RECORDS FOR PROCESSING:
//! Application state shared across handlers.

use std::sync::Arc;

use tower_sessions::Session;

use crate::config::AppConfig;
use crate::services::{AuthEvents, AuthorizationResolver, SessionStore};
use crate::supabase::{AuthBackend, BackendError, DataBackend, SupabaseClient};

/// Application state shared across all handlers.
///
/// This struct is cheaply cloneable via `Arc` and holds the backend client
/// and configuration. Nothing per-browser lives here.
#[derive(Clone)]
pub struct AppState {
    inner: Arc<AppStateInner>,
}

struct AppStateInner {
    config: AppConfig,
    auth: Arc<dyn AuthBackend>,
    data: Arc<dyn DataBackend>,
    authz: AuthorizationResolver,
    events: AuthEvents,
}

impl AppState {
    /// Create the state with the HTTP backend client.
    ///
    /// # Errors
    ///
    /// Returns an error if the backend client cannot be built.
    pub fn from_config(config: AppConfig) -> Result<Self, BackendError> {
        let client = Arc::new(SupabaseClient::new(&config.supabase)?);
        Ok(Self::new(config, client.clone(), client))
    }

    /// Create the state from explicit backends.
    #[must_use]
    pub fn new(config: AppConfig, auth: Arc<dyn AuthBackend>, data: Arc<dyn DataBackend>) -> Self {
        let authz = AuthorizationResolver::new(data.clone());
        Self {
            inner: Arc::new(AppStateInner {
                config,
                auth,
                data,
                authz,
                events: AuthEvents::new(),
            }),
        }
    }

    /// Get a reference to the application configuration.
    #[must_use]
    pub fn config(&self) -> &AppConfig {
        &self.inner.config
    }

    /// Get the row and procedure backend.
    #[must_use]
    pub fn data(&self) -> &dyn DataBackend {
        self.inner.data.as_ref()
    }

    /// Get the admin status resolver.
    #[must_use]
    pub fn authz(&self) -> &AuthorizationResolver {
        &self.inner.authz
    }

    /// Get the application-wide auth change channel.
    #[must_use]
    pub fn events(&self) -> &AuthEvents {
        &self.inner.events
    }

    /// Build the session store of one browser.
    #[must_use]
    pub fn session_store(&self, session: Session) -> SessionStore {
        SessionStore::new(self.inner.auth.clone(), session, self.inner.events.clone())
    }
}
--
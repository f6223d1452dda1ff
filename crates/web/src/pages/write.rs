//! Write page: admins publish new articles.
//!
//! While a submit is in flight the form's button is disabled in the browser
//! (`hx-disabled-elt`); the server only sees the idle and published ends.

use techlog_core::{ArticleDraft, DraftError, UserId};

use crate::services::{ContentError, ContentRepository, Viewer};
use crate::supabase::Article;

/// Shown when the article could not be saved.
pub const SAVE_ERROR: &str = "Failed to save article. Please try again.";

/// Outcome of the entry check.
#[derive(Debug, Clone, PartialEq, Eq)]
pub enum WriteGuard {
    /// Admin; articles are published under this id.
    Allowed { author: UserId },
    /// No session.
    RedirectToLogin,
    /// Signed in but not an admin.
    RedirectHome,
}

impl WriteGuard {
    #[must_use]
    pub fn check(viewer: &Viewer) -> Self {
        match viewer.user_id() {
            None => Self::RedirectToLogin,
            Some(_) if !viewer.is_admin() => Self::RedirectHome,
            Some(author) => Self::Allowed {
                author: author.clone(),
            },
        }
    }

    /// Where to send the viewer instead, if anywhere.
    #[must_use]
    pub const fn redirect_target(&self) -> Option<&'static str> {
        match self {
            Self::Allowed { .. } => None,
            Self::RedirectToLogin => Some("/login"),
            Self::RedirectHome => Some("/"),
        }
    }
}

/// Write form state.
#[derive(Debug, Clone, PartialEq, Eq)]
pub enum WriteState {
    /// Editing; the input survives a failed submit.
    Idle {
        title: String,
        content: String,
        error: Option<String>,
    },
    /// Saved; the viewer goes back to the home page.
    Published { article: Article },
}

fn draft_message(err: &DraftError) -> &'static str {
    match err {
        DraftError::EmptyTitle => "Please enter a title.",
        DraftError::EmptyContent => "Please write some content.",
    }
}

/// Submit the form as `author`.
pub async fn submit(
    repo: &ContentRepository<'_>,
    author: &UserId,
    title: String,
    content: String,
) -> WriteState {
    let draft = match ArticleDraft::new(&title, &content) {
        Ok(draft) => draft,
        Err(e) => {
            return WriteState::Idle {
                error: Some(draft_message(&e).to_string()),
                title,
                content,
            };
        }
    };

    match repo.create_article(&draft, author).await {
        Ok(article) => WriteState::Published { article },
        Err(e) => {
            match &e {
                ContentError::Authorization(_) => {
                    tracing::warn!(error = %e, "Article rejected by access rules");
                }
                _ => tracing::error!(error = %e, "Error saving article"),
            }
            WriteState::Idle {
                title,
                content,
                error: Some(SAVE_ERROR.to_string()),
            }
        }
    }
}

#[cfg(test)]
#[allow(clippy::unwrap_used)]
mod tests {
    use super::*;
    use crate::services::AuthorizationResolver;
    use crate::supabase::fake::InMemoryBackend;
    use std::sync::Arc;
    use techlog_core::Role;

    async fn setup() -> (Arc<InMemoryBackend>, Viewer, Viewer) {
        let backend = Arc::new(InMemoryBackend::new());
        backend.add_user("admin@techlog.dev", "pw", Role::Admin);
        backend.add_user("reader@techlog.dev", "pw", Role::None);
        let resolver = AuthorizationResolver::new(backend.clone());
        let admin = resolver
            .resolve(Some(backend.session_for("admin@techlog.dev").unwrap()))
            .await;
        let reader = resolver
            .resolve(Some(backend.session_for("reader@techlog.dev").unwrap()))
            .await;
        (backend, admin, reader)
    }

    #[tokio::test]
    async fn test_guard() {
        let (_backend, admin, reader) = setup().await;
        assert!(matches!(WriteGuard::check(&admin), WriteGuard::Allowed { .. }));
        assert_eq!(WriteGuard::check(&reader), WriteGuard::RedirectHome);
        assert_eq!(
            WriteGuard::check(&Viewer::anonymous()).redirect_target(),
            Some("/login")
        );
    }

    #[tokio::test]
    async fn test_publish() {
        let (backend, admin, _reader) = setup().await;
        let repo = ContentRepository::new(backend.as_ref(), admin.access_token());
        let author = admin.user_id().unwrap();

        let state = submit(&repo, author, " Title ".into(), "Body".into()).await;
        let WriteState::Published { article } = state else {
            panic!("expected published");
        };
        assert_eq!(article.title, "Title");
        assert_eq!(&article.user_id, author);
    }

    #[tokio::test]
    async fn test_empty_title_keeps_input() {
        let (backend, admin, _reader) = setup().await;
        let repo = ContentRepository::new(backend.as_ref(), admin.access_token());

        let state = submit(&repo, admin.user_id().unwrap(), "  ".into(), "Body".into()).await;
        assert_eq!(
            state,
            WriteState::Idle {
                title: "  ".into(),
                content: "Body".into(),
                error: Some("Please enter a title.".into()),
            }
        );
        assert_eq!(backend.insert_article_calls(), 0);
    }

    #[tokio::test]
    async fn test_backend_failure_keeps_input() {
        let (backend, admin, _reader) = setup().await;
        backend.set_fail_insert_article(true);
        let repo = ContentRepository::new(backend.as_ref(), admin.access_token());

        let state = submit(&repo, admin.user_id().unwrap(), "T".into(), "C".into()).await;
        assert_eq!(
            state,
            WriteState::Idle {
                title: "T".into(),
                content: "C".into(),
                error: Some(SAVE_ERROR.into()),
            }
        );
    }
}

TASK DIRECTIONS:
Within the records, how many lines carry the word "across"? Reply with the figure alone.

OUTPUT OF THE TASK:
2